Gilead presses go on first Nurix protein degrader drug

Gilead presses go on first Nurix protein degrader drug

Gilead Sciences clearly liked what it saw in the early stages of its 2019 partnership with Nurix on protein degradation drugs – it has just opted into the first of five possible candidates from the alliance, placing $445 million on the table.

The first option is for an orally-active IRAK4 protein degrader molecule called NX0479, which is designed to block inflammatory responses downstream of toll-like receptors (TLR) and the pro-inflammatory IL-1 cytokine family of receptors.

While TLR and IL-1 receptor signalling via IRAK4 is involved in the normal immune response, aberrant activation of these pathways is the underlying cause of multiple immune-inflammatory conditions. Nurix’s compound has potential as a treatment for rheumatoid arthritis (RA) and other inflammatory diseases, according to Gilead.

It is paying a $20 million option fee to get rights to the drug – now renamed GS-6791 – with the remaining $425 million tied to clinical, development and commercial milestones. That is right in line with the terms of the original partnering deal, which included $45 million upfront and up to $2.3 billion in milestones across the five potential programmes.

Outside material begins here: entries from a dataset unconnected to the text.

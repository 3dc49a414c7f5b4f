//! Poll repository implementation
//!
//! The single source of truth for all polls. Every operation returns owned
//! snapshots, never references into the table.

use std::collections::HashMap;
use std::sync::Arc;

use chrono::{DateTime, Utc};
use tokio::sync::RwLock;

use super::error::VoteError;
use crate::poll::{IdGenerator, Poll, PollDraft, RandomIdGenerator};

/// Time source for creation stamps and expiry checks
pub type Clock = Arc<dyn Fn() -> DateTime<Utc> + Send + Sync>;

/// Stored record plus its insertion sequence number
struct PollEntry {
    poll: Poll,
    /// Breaks `created_at` ties in `list`
    seq: u64,
}

/// Everything guarded by the repository lock
#[derive(Default)]
struct PollTable {
    polls: HashMap<String, PollEntry>,
    next_seq: u64,
}

/// Thread-safe keyed store of polls
///
/// A single `RwLock` guards the whole table. Reads (`get`, `list`) share
/// the lock; `create`, `vote` and `delete` take it exclusively, which makes
/// each vote's lookup, expiry check and increment one atomic step.
pub struct PollRepository {
    table: RwLock<PollTable>,

    /// Id source for drafts that don't carry one
    ids: Arc<dyn IdGenerator>,

    clock: Clock,
}

impl PollRepository {
    /// Create an empty repository using random identifiers
    pub fn new() -> Self {
        Self::with_id_generator(Arc::new(RandomIdGenerator))
    }

    /// Create an empty repository with a custom id generator
    pub fn with_id_generator(ids: Arc<dyn IdGenerator>) -> Self {
        Self {
            table: RwLock::new(PollTable::default()),
            ids,
            clock: Arc::new(Utc::now),
        }
    }

    /// Replace the wall clock used for `created_at` and expiry checks
    pub fn with_clock(mut self, clock: Clock) -> Self {
        self.clock = clock;
        self
    }

    /// Store a new poll
    ///
    /// Assigns an id if the draft has none and stamps the creation time.
    /// A stored poll is never overwritten: a preassigned id that is already
    /// taken is swapped for a fresh one.
    pub async fn create(&self, draft: PollDraft) -> Poll {
        let mut table = self.table.write().await;

        let id = match draft.id {
            Some(id) if !table.polls.contains_key(&id) => id,
            requested => {
                let fresh = self.unused_id(&table);
                if let Some(taken) = requested {
                    tracing::warn!(requested = %taken, poll = %fresh, "Poll id taken, assigned a new one");
                }
                fresh
            }
        };

        let poll = Poll {
            id: id.clone(),
            question: draft.question,
            options: draft.options,
            created_at: (self.clock)(),
            expires_at: draft.expires_at,
        };

        let seq = table.next_seq;
        table.next_seq += 1;
        table.polls.insert(
            id,
            PollEntry {
                poll: poll.clone(),
                seq,
            },
        );

        tracing::info!(
            poll = %poll.id,
            options = poll.options.len(),
            expires_at = ?poll.expires_at,
            "Poll created"
        );

        poll
    }

    /// Get a snapshot of a poll
    pub async fn get(&self, id: &str) -> Option<Poll> {
        let table = self.table.read().await;
        table.polls.get(id).map(|entry| entry.poll.clone())
    }

    /// Cast one vote for `option_id` in `poll_id`
    ///
    /// Returns a snapshot of the poll after the increment. On error nothing
    /// is modified.
    pub async fn vote(&self, poll_id: &str, option_id: &str) -> Result<Poll, VoteError> {
        let mut table = self.table.write().await;

        let entry = table
            .polls
            .get_mut(poll_id)
            .ok_or_else(|| VoteError::PollNotFound(poll_id.to_string()))?;

        if entry.poll.is_expired_at((self.clock)()) {
            return Err(VoteError::PollExpired(poll_id.to_string()));
        }

        let option = entry
            .poll
            .options
            .iter_mut()
            .find(|opt| opt.id == option_id)
            .ok_or_else(|| VoteError::OptionNotFound {
                poll_id: poll_id.to_string(),
                option_id: option_id.to_string(),
            })?;

        // Pinned at the ceiling rather than wrapping
        option.votes = option.votes.saturating_add(1);

        tracing::debug!(
            poll = %poll_id,
            option = %option_id,
            votes = option.votes,
            "Vote recorded"
        );

        Ok(entry.poll.clone())
    }

    /// Snapshots of every poll, newest first
    pub async fn list(&self) -> Vec<Poll> {
        let table = self.table.read().await;

        let mut entries: Vec<&PollEntry> = table.polls.values().collect();
        entries.sort_by(|a, b| {
            b.poll
                .created_at
                .cmp(&a.poll.created_at)
                .then_with(|| b.seq.cmp(&a.seq))
        });

        entries.into_iter().map(|entry| entry.poll.clone()).collect()
    }

    /// Remove a poll, returning whether it existed
    pub async fn delete(&self, id: &str) -> bool {
        let mut table = self.table.write().await;
        let removed = table.polls.remove(id).is_some();

        if removed {
            tracing::info!(poll = %id, "Poll deleted");
        }

        removed
    }

    fn unused_id(&self, table: &PollTable) -> String {
        loop {
            let candidate = self.ids.generate();
            if !table.polls.contains_key(&candidate) {
                return candidate;
            }
        }
    }

    /// Number of stored polls
    pub async fn len(&self) -> usize {
        self.table.read().await.polls.len()
    }

    /// Check if no polls are stored
    pub async fn is_empty(&self) -> bool {
        self.table.read().await.polls.is_empty()
    }
}

impl Default for PollRepository {
    fn default() -> Self {
        Self::new()
    }
}

#[cfg(test)]
mod tests {
    use std::sync::atomic::{AtomicU64, Ordering};

    use chrono::Duration;

    use super::*;
    use crate::poll::PollOption;

    fn draft(question: &str) -> PollDraft {
        PollDraft::new(
            question,
            vec![PollOption::new("opt1", "A"), PollOption::new("opt2", "B")],
        )
    }

    /// Yields "id-0", "id-1", ...
    struct SequentialIds(AtomicU64);

    impl IdGenerator for SequentialIds {
        fn generate(&self) -> String {
            format!("id-{}", self.0.fetch_add(1, Ordering::Relaxed))
        }
    }

    #[tokio::test]
    async fn test_create_assigns_id_and_timestamp() {
        let repo = PollRepository::new();
        let before = Utc::now();

        let poll = repo.create(draft("Test?")).await;

        assert_eq!(poll.id.len(), 8);
        assert!(poll.created_at >= before);
        assert_eq!(repo.get(&poll.id).await, Some(poll));
    }

    #[tokio::test]
    async fn test_create_keeps_preassigned_id() {
        let repo = PollRepository::new();
        let poll = repo.create(draft("Test?").with_id("fixed")).await;

        assert_eq!(poll.id, "fixed");
        assert!(repo.get("fixed").await.is_some());
    }

    #[tokio::test]
    async fn test_create_skips_taken_generated_id() {
        let repo = PollRepository::with_id_generator(Arc::new(SequentialIds(AtomicU64::new(0))));
        repo.create(draft("Taken").with_id("id-0")).await;

        let poll = repo.create(draft("Fresh")).await;
        assert_eq!(poll.id, "id-1");
        assert_eq!(repo.len().await, 2);
    }

    #[tokio::test]
    async fn test_create_with_taken_id_keeps_existing_poll() {
        let repo = PollRepository::with_id_generator(Arc::new(SequentialIds(AtomicU64::new(0))));
        let original = PollDraft::new(
            "Original?",
            vec![
                PollOption::new("a", "Yes").with_votes(5),
                PollOption::new("b", "No"),
            ],
        );
        repo.create(original.with_id("p")).await;
        repo.vote("p", "a").await.unwrap();

        let other = PollDraft::new(
            "Other",
            vec![PollOption::new("x", "X"), PollOption::new("y", "Y")],
        );
        let second = repo.create(other.with_id("p")).await;

        assert_eq!(second.id, "id-0");
        assert_eq!(second.question, "Other");

        let stored = repo.get("p").await.unwrap();
        assert_eq!(stored.question, "Original?");
        assert_eq!(stored.options[0].id, "a");
        assert_eq!(stored.options[0].votes, 6);
        assert_eq!(repo.len().await, 2);
    }

    #[tokio::test]
    async fn test_get_missing() {
        let repo = PollRepository::new();
        assert!(repo.get("nonexistent").await.is_none());
    }

    #[tokio::test]
    async fn test_vote_increments() {
        let repo = PollRepository::new();
        let poll = repo.create(draft("Test?")).await;

        let updated = repo.vote(&poll.id, "opt1").await.unwrap();
        assert_eq!(updated.options[0].votes, 1);
        assert_eq!(updated.options[1].votes, 0);

        let stored = repo.get(&poll.id).await.unwrap();
        assert_eq!(stored.options[0].votes, 1);
    }

    #[tokio::test]
    async fn test_vote_unknown_option() {
        let repo = PollRepository::new();
        let poll = repo.create(draft("Test?")).await;

        let result = repo.vote(&poll.id, "invalid").await;
        assert!(matches!(result, Err(VoteError::OptionNotFound { .. })));

        let stored = repo.get(&poll.id).await.unwrap();
        assert_eq!(stored.total_votes(), 0);
    }

    #[tokio::test]
    async fn test_vote_unknown_poll() {
        let repo = PollRepository::new();
        let poll = repo.create(draft("Test?")).await;

        let result = repo.vote("nonexistent", "opt1").await;
        assert_eq!(
            result,
            Err(VoteError::PollNotFound("nonexistent".to_string()))
        );

        let stored = repo.get(&poll.id).await.unwrap();
        assert_eq!(stored.total_votes(), 0);
    }

    #[tokio::test]
    async fn test_vote_expired_poll() {
        let repo = PollRepository::new();
        let expired = draft("Test?").expires_at(Utc::now() - Duration::hours(1));
        let poll = repo.create(expired).await;

        let result = repo.vote(&poll.id, "opt1").await;
        assert_eq!(result, Err(VoteError::PollExpired(poll.id.clone())));

        let stored = repo.get(&poll.id).await.unwrap();
        assert_eq!(stored.total_votes(), 0);
    }

    #[tokio::test]
    async fn test_vote_counter_saturates() {
        let repo = PollRepository::new();
        let full = PollDraft::new(
            "Test?",
            vec![
                PollOption::new("opt1", "A").with_votes(u64::MAX),
                PollOption::new("opt2", "B"),
            ],
        );
        let poll = repo.create(full).await;

        let updated = repo.vote(&poll.id, "opt1").await.unwrap();
        assert_eq!(updated.options[0].votes, u64::MAX);

        let updated = repo.vote(&poll.id, "opt2").await.unwrap();
        assert_eq!(updated.options[1].votes, 1);
    }

    #[tokio::test]
    async fn test_vote_expiry_uses_clock() {
        let start = Utc::now();
        let offset = Arc::new(AtomicU64::new(0));
        let clock_offset = Arc::clone(&offset);
        let repo = PollRepository::new().with_clock(Arc::new(move || {
            start + Duration::minutes(clock_offset.load(Ordering::Relaxed) as i64)
        }));

        let poll = repo
            .create(draft("Test?").expires_at(start + Duration::minutes(30)))
            .await;
        assert!(repo.vote(&poll.id, "opt1").await.is_ok());

        // Exactly at the deadline voting is still open
        offset.store(30, Ordering::Relaxed);
        assert!(repo.vote(&poll.id, "opt1").await.is_ok());

        offset.store(31, Ordering::Relaxed);
        assert_eq!(
            repo.vote(&poll.id, "opt1").await,
            Err(VoteError::PollExpired(poll.id.clone()))
        );
        assert_eq!(repo.get(&poll.id).await.unwrap().total_votes(), 2);
    }

    #[tokio::test(flavor = "multi_thread", worker_threads = 4)]
    async fn test_concurrent_votes_are_not_lost() {
        let repo = Arc::new(PollRepository::new());
        let seeded = PollDraft::new(
            "Test?",
            vec![
                PollOption::new("opt1", "A").with_votes(7),
                PollOption::new("opt2", "B"),
            ],
        );
        let poll = repo.create(seeded).await;

        let mut handles = Vec::new();
        for _ in 0..100 {
            let repo = Arc::clone(&repo);
            let id = poll.id.clone();
            handles.push(tokio::spawn(async move {
                repo.vote(&id, "opt1").await.unwrap();
            }));
        }
        for handle in handles {
            handle.await.unwrap();
        }

        let stored = repo.get(&poll.id).await.unwrap();
        assert_eq!(stored.options[0].votes, 107);
        assert_eq!(stored.options[1].votes, 0);
    }

    #[tokio::test]
    async fn test_snapshots_are_isolated() {
        let repo = PollRepository::new();
        let poll = repo.create(draft("Test?")).await;

        let mut snapshot = repo.get(&poll.id).await.unwrap();
        snapshot.options[0].votes = 999;
        snapshot.options.push(PollOption::new("opt3", "C"));
        snapshot.question = "Changed".into();

        let mut voted = repo.vote(&poll.id, "opt2").await.unwrap();
        voted.options[1].votes = 500;

        let mut listed = repo.list().await;
        listed[0].options.clear();

        let stored = repo.get(&poll.id).await.unwrap();
        assert_eq!(stored.question, "Test?");
        assert_eq!(stored.options.len(), 2);
        assert_eq!(stored.options[0].votes, 0);
        assert_eq!(stored.options[1].votes, 1);
    }

    #[tokio::test]
    async fn test_list_newest_first() {
        let start = Utc::now();
        let ticks = Arc::new(AtomicU64::new(0));
        let clock_ticks = Arc::clone(&ticks);
        // Each creation lands one second after the previous one
        let repo = PollRepository::new().with_clock(Arc::new(move || {
            start + Duration::seconds(clock_ticks.fetch_add(1, Ordering::Relaxed) as i64)
        }));

        let first = repo.create(draft("First")).await;
        repo.create(draft("Second")).await;
        let third = repo.create(draft("Third")).await;
        assert_eq!(third.created_at - first.created_at, Duration::seconds(2));

        let polls = repo.list().await;
        let questions: Vec<&str> = polls.iter().map(|p| p.question.as_str()).collect();
        assert_eq!(questions, ["Third", "Second", "First"]);
    }

    #[tokio::test]
    async fn test_list_same_timestamp_uses_insert_order() {
        let frozen = Utc::now();
        let repo = PollRepository::new().with_clock(Arc::new(move || frozen));

        for question in ["One", "Two", "Three", "Four"] {
            repo.create(draft(question)).await;
        }

        let polls = repo.list().await;
        assert!(polls.iter().all(|p| p.created_at == frozen));
        let questions: Vec<&str> = polls.iter().map(|p| p.question.as_str()).collect();
        assert_eq!(questions, ["Four", "Three", "Two", "One"]);
    }

    #[tokio::test]
    async fn test_delete() {
        let repo = PollRepository::new();
        let poll = repo.create(draft("Test?")).await;

        assert!(repo.delete(&poll.id).await);
        assert!(repo.get(&poll.id).await.is_none());
        assert!(matches!(
            repo.vote(&poll.id, "opt1").await,
            Err(VoteError::PollNotFound(_))
        ));
        assert!(repo.is_empty().await);
    }

    #[tokio::test]
    async fn test_delete_unknown() {
        let repo = PollRepository::new();
        let poll = repo.create(draft("Test?")).await;

        assert!(!repo.delete("nonexistent").await);
        assert_eq!(repo.len().await, 1);
        assert!(repo.get(&poll.id).await.is_some());
    }
}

Protein degradation drugs attempt to harness the body’s natural machinery to remove rogue proteins associated with disease, including those previously considered ‘undruggable’. The therapeutic approach that is gaining traction among biopharma companies and has sparked a series of partnership deals over the last few years.

IRAK4 has emerged as a promising early target for the technology. Kymera Therapeutics, an early proponent of the protein degrader approach which started the first clinical trial of a drug in the class, recently reported early clinical data with its IRAK4 degrader KT-474 – a candidate it is developing under the terms of a $2 billion multidrug licensing deal with Sanofi in 2019 which included $150 million upfront.

KT-474 showed evidence of clinical efficacy in a phase 1 trial reported in December involving patients with inflammatory diseases atopic dermatitis and hidradenitis suppurativa, although there were some short-term effects on heart function that will need to be monitored as the drug moves forward in development.

The first clinical results with an IRAK may have tipped the balance for Gilead as it considered its first opt-in to the Nurix programmes.

Under the terms of the agreement, Nurix retains the option to co-develop and co-promote up to two programmes in the US, subject to certain restrictions, in return for splitting development costs as well as profits or losses on a 50:50 basis.